A minimum of 16 victims have had their knowledge leaked so far, in response to stats launched by the collective.
The risk actor is claimed to leverage publicly identified vulnerabilities as a way to breach enterprise servers and acquire preliminary entry, following it up with the deployment of a customized net shell that is used to drop extra malware. As soon as inside, the intruders benefit from living-off-the-land (LotL) methods to laterally transfer throughout the community and deploy malware to lock the machines behind encryption obstacles by way of a specially-crafted PyDCrypt malware.
The assaults particularly depend on the open-source library DiskCryptor to carry out quantity encryption, along with infecting the techniques with a bootloader that stops them from beginning with out the proper encryption key. The purpose, the researchers stated, is to disrupt operations and inflict “irreversible injury” to the victims.
That stated, the encrypted recordsdata could be recovered below sure eventualities because the group makes use of a symmetric key mechanism to generate the encryption keys. Test Level didn’t attribute the adversary to any particular nation, citing lack of definitive proof, however famous that some artifacts of the group’s toolset had been submitted to VirusTotal from Palestine months previous to the primary assault.
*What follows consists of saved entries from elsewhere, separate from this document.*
use crate::models::plant::{Plant, PlantCategory, SunRequirement};

#[allow(clippy::too_many_arguments)]
fn plant(
    id: &str,
    name: &str,
    scientific_name: &str,
    spacing_in: u32,
    harvest_weeks: u32,
    sun: SunRequirement,
    category: PlantCategory,
    zones: &[u8],
    description: &str,
) -> Plant {
    Plant {
        id: id.into(),
        name: name.into(),
        scientific_name: scientific_name.into(),
        start_indoors: None,
        transplant_outdoors: None,
        direct_sow: None,
        harvest_weeks,
        spacing_in,
        sun,
        description: description.into(),
        category,
        zones: zones.to_vec(),
    }
}

/// Built-in catalog, in display order.
pub fn get_all_plants() -> Vec<Plant> {
    vec![
        Plant {
            start_indoors: Some("February-March".into()),
            transplant_outdoors: Some("April-May".into()),
            ..plant(
                "tomato",
                "Tomato",
                "Solanum lycopersicum",
                24,
                12,
                SunRequirement::Full,
                PlantCategory::Fruiting,
                &[3, 4, 5, 6, 7, 8, 9, 10],
                "Popular garden vegetable, great for beginners. Needs support as it grows.",
            )
        },
        Plant {
            direct_sow: Some("March-September".into()),
            ..plant(
                "lettuce",
                "Lettuce",
                "Lactuca sativa",
                6,
                6,
                SunRequirement::Partial,
                PlantCategory::Leafy,
                &[2, 3, 4, 5, 6, 7, 8, 9, 10],
                "Quick-growing leafy green, can be harvested continuously.",
            )
        },
        Plant {
            direct_sow: Some("April-July".into()),
            ..plant(
                "carrot",
                "Carrot",
                "Daucus carota",
                3,
                10,
                SunRequirement::Full,
                PlantCategory::Root,
                &[3, 4, 5, 6, 7, 8, 9],
                "Root vegetable that prefers loose, well-draining soil.",
            )
        },
        Plant {
            start_indoors: Some("February-March".into()),
            transplant_outdoors: Some("May-June".into()),
            ..plant(
                "pepper",
                "Pepper",
                "Capsicum annuum",
                18,
                10,
                SunRequirement::Full,
                PlantCategory::Fruiting,
                &[4, 5, 6, 7, 8, 9, 10],
                "Warm-season crop that needs a long, hot summer to ripen.",
            )
        },
        Plant {
            start_indoors: Some("March-April".into()),
            transplant_outdoors: Some("May-June".into()),
            ..plant(
                "basil",
                "Basil",
                "Ocimum basilicum",
                12,
                8,
                SunRequirement::Full,
                PlantCategory::Herb,
                &[4, 5, 6, 7, 8, 9, 10],
                "Fragrant herb, pinch flower buds to keep leaves coming.",
            )
        },
        Plant {
            direct_sow: Some("March-May".into()),
            ..plant(
                "radish",
                "Radish",
                "Raphanus sativus",
                2,
                4,
                SunRequirement::Partial,
                PlantCategory::Root,
                &[2, 3, 4, 5, 6, 7, 8, 9, 10],
                "Fast root crop, ready a month after sowing.",
            )
        },
        Plant {
            direct_sow: Some("March-April".into()),
            ..plant(
                "spinach",
                "Spinach",
                "Spinacia oleracea",
                4,
                6,
                SunRequirement::Shade,
                PlantCategory::Leafy,
                &[2, 3, 4, 5, 6, 7, 8, 9],
                "Cool-season green that tolerates shade and bolts in heat.",
            )
        },
    ]
}

pub fn get_plant_by_id(id: &str) -> Option<Plant> {
    get_all_plants().into_iter().find(|p| p.id == id)
}
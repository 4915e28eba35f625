//! Garden bed layout planner: plant catalog, spacing rules and a greedy
//! auto-arranger over a 3-inch planting grid, exposed as a JSON API.

pub mod api;
pub mod config;
pub mod data;
pub mod error;
pub mod logic;
pub mod models;

pub use error::PlannerError;
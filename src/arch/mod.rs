//! Architecture-specific jump classification

/// How a mnemonic transfers control
#[derive(Debug, Clone, Copy, PartialEq, Eq)]
pub enum JumpKind {
    /// Not a control transfer
    None,
    /// Conditional jump
    Conditional,
    /// Unconditional jump
    Unconditional,
    /// Conditional return (ARM-style predicated returns)
    RetConditional,
    /// Unconditional return
    RetUnconditional,
}

impl JumpKind {
    /// True for jumps carrying a target, false for returns and ordinary
    /// statements.
    pub fn is_jump(self) -> bool {
        matches!(self, JumpKind::Conditional | JumpKind::Unconditional)
    }

    pub fn is_return(self) -> bool {
        matches!(self, JumpKind::RetConditional | JumpKind::RetUnconditional)
    }
}

/// Architecture-specific knowledge needed to seed CFG construction
///
/// A return counts as a jump for classification purposes and must be
/// reported by `jump_kind`.
pub trait Architecture {
    /// Name of the architecture family (`"x86"`, `"arm"`, ...).
    fn name(&self) -> &'static str;

    /// Classifies a lowercase mnemonic.
    fn jump_kind(&self, mnemonic: &str) -> JumpKind;
}

/// Picks the architecture implementation for a disassembler-reported name.
///
/// Unrecognized names fall back to [`ArchUnknown`], under which every
/// function degenerates to a single block.
pub fn from_name(name: &str) -> Box<dyn Architecture> {
    match name {
        "x86" => Box::new(ArchX86),
        "arm" => Box::new(ArchArm),
        _ => Box::new(ArchUnknown),
    }
}

/// x86 / x86_64 classification
pub struct ArchX86;

impl Architecture for ArchX86 {
    fn name(&self) -> &'static str {
        "x86"
    }

    fn jump_kind(&self, mnemonic: &str) -> JumpKind {
        match mnemonic {
            "ret" | "retn" | "retf" => JumpKind::RetUnconditional,
            "jmp" => JumpKind::Unconditional,
            _ if mnemonic.starts_with('j') => JumpKind::Conditional,
            _ => JumpKind::None,
        }
    }
}

/// ARM (A32) classification: branches are `b`/`bx` with an optional
/// two-letter condition suffix.
pub struct ArchArm;

impl ArchArm {
    /// Strips a trailing condition code, returning the bare mnemonic.
    fn strip_condition(mnemonic: &str) -> &str {
        const CONDITIONS: [&str; 16] = [
            "eq", "ne", "cs", "hs", "cc", "lo", "mi", "pl", "vs", "vc", "hi", "ls", "ge", "gt",
            "lt", "le",
        ];
        if mnemonic.len() >= 3 {
            let (base, suffix) = mnemonic.split_at(mnemonic.len() - 2);
            if CONDITIONS.contains(&suffix) {
                return base;
            }
        }
        mnemonic
    }
}

impl Architecture for ArchArm {
    fn name(&self) -> &'static str {
        "arm"
    }

    fn jump_kind(&self, mnemonic: &str) -> JumpKind {
        let base = ArchArm::strip_condition(mnemonic);
        let conditional = base != mnemonic;
        match base {
            "b" if conditional => JumpKind::Conditional,
            "b" => JumpKind::Unconditional,
            "bx" if conditional => JumpKind::RetConditional,
            "bx" => JumpKind::RetUnconditional,
            _ => JumpKind::None,
        }
    }
}

/// Fallback for unrecognized architectures: nothing is a jump, so the
/// analysis degrades instead of guessing.
pub struct ArchUnknown;

impl Architecture for ArchUnknown {
    fn name(&self) -> &'static str {
        "unknown"
    }

    fn jump_kind(&self, _mnemonic: &str) -> JumpKind {
        JumpKind::None
    }
}

#[cfg(test)]
mod tests {
    use super::*;

    #[test]
    fn test_x86_classification() {
        let arch = ArchX86;
        assert_eq!(arch.jump_kind("jmp"), JumpKind::Unconditional);
        assert_eq!(arch.jump_kind("je"), JumpKind::Conditional);
        assert_eq!(arch.jump_kind("jne"), JumpKind::Conditional);
        assert_eq!(arch.jump_kind("jbe"), JumpKind::Conditional);
        assert_eq!(arch.jump_kind("ret"), JumpKind::RetUnconditional);
        assert_eq!(arch.jump_kind("mov"), JumpKind::None);
        assert_eq!(arch.jump_kind("xor"), JumpKind::None);
    }

    #[test]
    fn test_arm_classification() {
        let arch = ArchArm;
        assert_eq!(arch.jump_kind("b"), JumpKind::Unconditional);
        assert_eq!(arch.jump_kind("beq"), JumpKind::Conditional);
        assert_eq!(arch.jump_kind("bne"), JumpKind::Conditional);
        assert_eq!(arch.jump_kind("bx"), JumpKind::RetUnconditional);
        assert_eq!(arch.jump_kind("bxls"), JumpKind::RetConditional);
        assert_eq!(arch.jump_kind("mov"), JumpKind::None);
        // "ble" is a conditional branch, not a misparsed "b" + "le" + junk
        assert_eq!(arch.jump_kind("ble"), JumpKind::Conditional);
    }

    #[test]
    fn test_arm_condition_stripping_needs_room() {
        // two-letter mnemonics never lose their tail
        assert_eq!(ArchArm::strip_condition("b"), "b");
        assert_eq!(ArchArm::strip_condition("bx"), "bx");
        assert_eq!(ArchArm::strip_condition("ble"), "b");
    }

    #[test]
    fn test_unknown_classifies_nothing() {
        let arch = ArchUnknown;
        assert_eq!(arch.jump_kind("jmp"), JumpKind::None);
        assert_eq!(arch.jump_kind("ret"), JumpKind::None);
    }

    #[test]
    fn test_from_name() {
        assert_eq!(from_name("x86").name(), "x86");
        assert_eq!(from_name("arm").name(), "arm");
        assert_eq!(from_name("riscv").name(), "unknown");
    }

    #[test]
    fn test_kind_predicates() {
        assert!(JumpKind::Conditional.is_jump());
        assert!(!JumpKind::RetUnconditional.is_jump());
        assert!(JumpKind::RetConditional.is_return());
        assert!(!JumpKind::None.is_jump());
        assert!(!JumpKind::None.is_return());
    }
}
// CLI surface: one positional binary, analysis envelope on stdout

use crate::analysis::{ControlFlowStructure, FunctionAnalysis};
use crate::arch;
use crate::disassembler::{Disassembler, R2Disassembler};
use crate::output;
use anyhow::{bail, Context, Result};
use clap::Parser;
use std::path::PathBuf;

/// cfstruct - control-flow structuring for binary clone detection
///
/// Disassembles a binary, rebuilds the control flow graph of every
/// discovered function and reduces it to a tree of structured regions.
#[derive(Parser, Debug, Clone)]
#[command(name = "cfstruct")]
#[command(author, version, about)]
pub struct Cli {
    /// Path to the binary to analyse
    pub binary: PathBuf,

    /// Directory where per-function Graphviz files are written
    #[arg(long, value_name = "DIR")]
    pub graphviz_dir: Option<PathBuf>,

    /// radare2 executable used for disassembly
    #[arg(long, default_value = "r2", env = "CFSTRUCT_R2")]
    pub disassembler: PathBuf,
}

/// Runs the analysis described by the arguments.
pub fn run(cli: &Cli) -> Result<()> {
    if !cli.binary.is_file() {
        bail!(
            "input file {} does not exist or is not readable",
            cli.binary.display()
        );
    }
    if let Some(dir) = &cli.graphviz_dir {
        std::fs::create_dir_all(dir)
            .with_context(|| format!("cannot create output directory {}", dir.display()))?;
    }

    let mut disasm = R2Disassembler::with_executable(&cli.binary, &cli.disassembler)?;
    disasm.analyse()?;

    let arch = arch::from_name(disasm.info().arch_name());
    if arch.name() == "unknown" {
        output::warn(&format!(
            "unsupported architecture {:?}: jump classification is disabled",
            disasm.info().arch_name()
        ));
    }

    for function in disasm.functions() {
        println!("{}", function.name());
        let statements = match disasm.function_statements(function.name()) {
            Some(statements) => statements,
            None => continue,
        };
        for stmt in statements {
            println!("    0x{:x} {}", stmt.offset(), stmt.instruction());
        }
        println!();

        if let Some(dir) = &cli.graphviz_dir {
            let analysis = FunctionAnalysis::new(statements.to_vec());
            let cfg = analysis.build_cfg(arch.as_ref());
            if cfg.nodes_no() == 0 {
                continue;
            }
            let stem = sanitize(function.name());
            cfg.to_file(dir.join(format!("{stem}.cfg.dot")))
                .with_context(|| format!("cannot write CFG for {}", function.name()))?;

            let mut cfs = ControlFlowStructure::new();
            if !cfs.build(&cfg) {
                output::warn(&format!(
                    "{} is irreducible, writing the partial structure",
                    function.name()
                ));
            }
            cfs.to_file(dir.join(format!("{stem}.cfs.dot")), &cfg)
                .with_context(|| format!("cannot write structure for {}", function.name()))?;
        }
    }
    if let Some(dir) = &cli.graphviz_dir {
        output::info(&format!("graph files written to {}", dir.display()));
    }
    Ok(())
}

/// Maps a function name onto something safe as a file stem.
fn sanitize(name: &str) -> String {
    name.chars()
        .map(|c| {
            if c.is_ascii_alphanumeric() || matches!(c, '.' | '_' | '-') {
                c
            } else {
                '_'
            }
        })
        .collect()
}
Moses Workers additionally operates on Twitter and Telegram to publicize their assaults, with malicious exercise reported as lately as November 14. The group’s personal web site claims it has focused over 257 web sites in addition to stolen knowledge and paperwork amounting to 34 terabytes. What’s extra, the net portal urges exterior events to hitch arms with them in “exposing the crimes of the Zionists in occupied Palestine.”
“Moses Workers are nonetheless energetic, pushing provocative messages and movies of their social community accounts,” the researchers stated. “The vulnerabilities exploited within the group’s assaults will not be zero days, and due to this fact all potential victims can defend themselves by instantly patching all publicly-facing techniques.”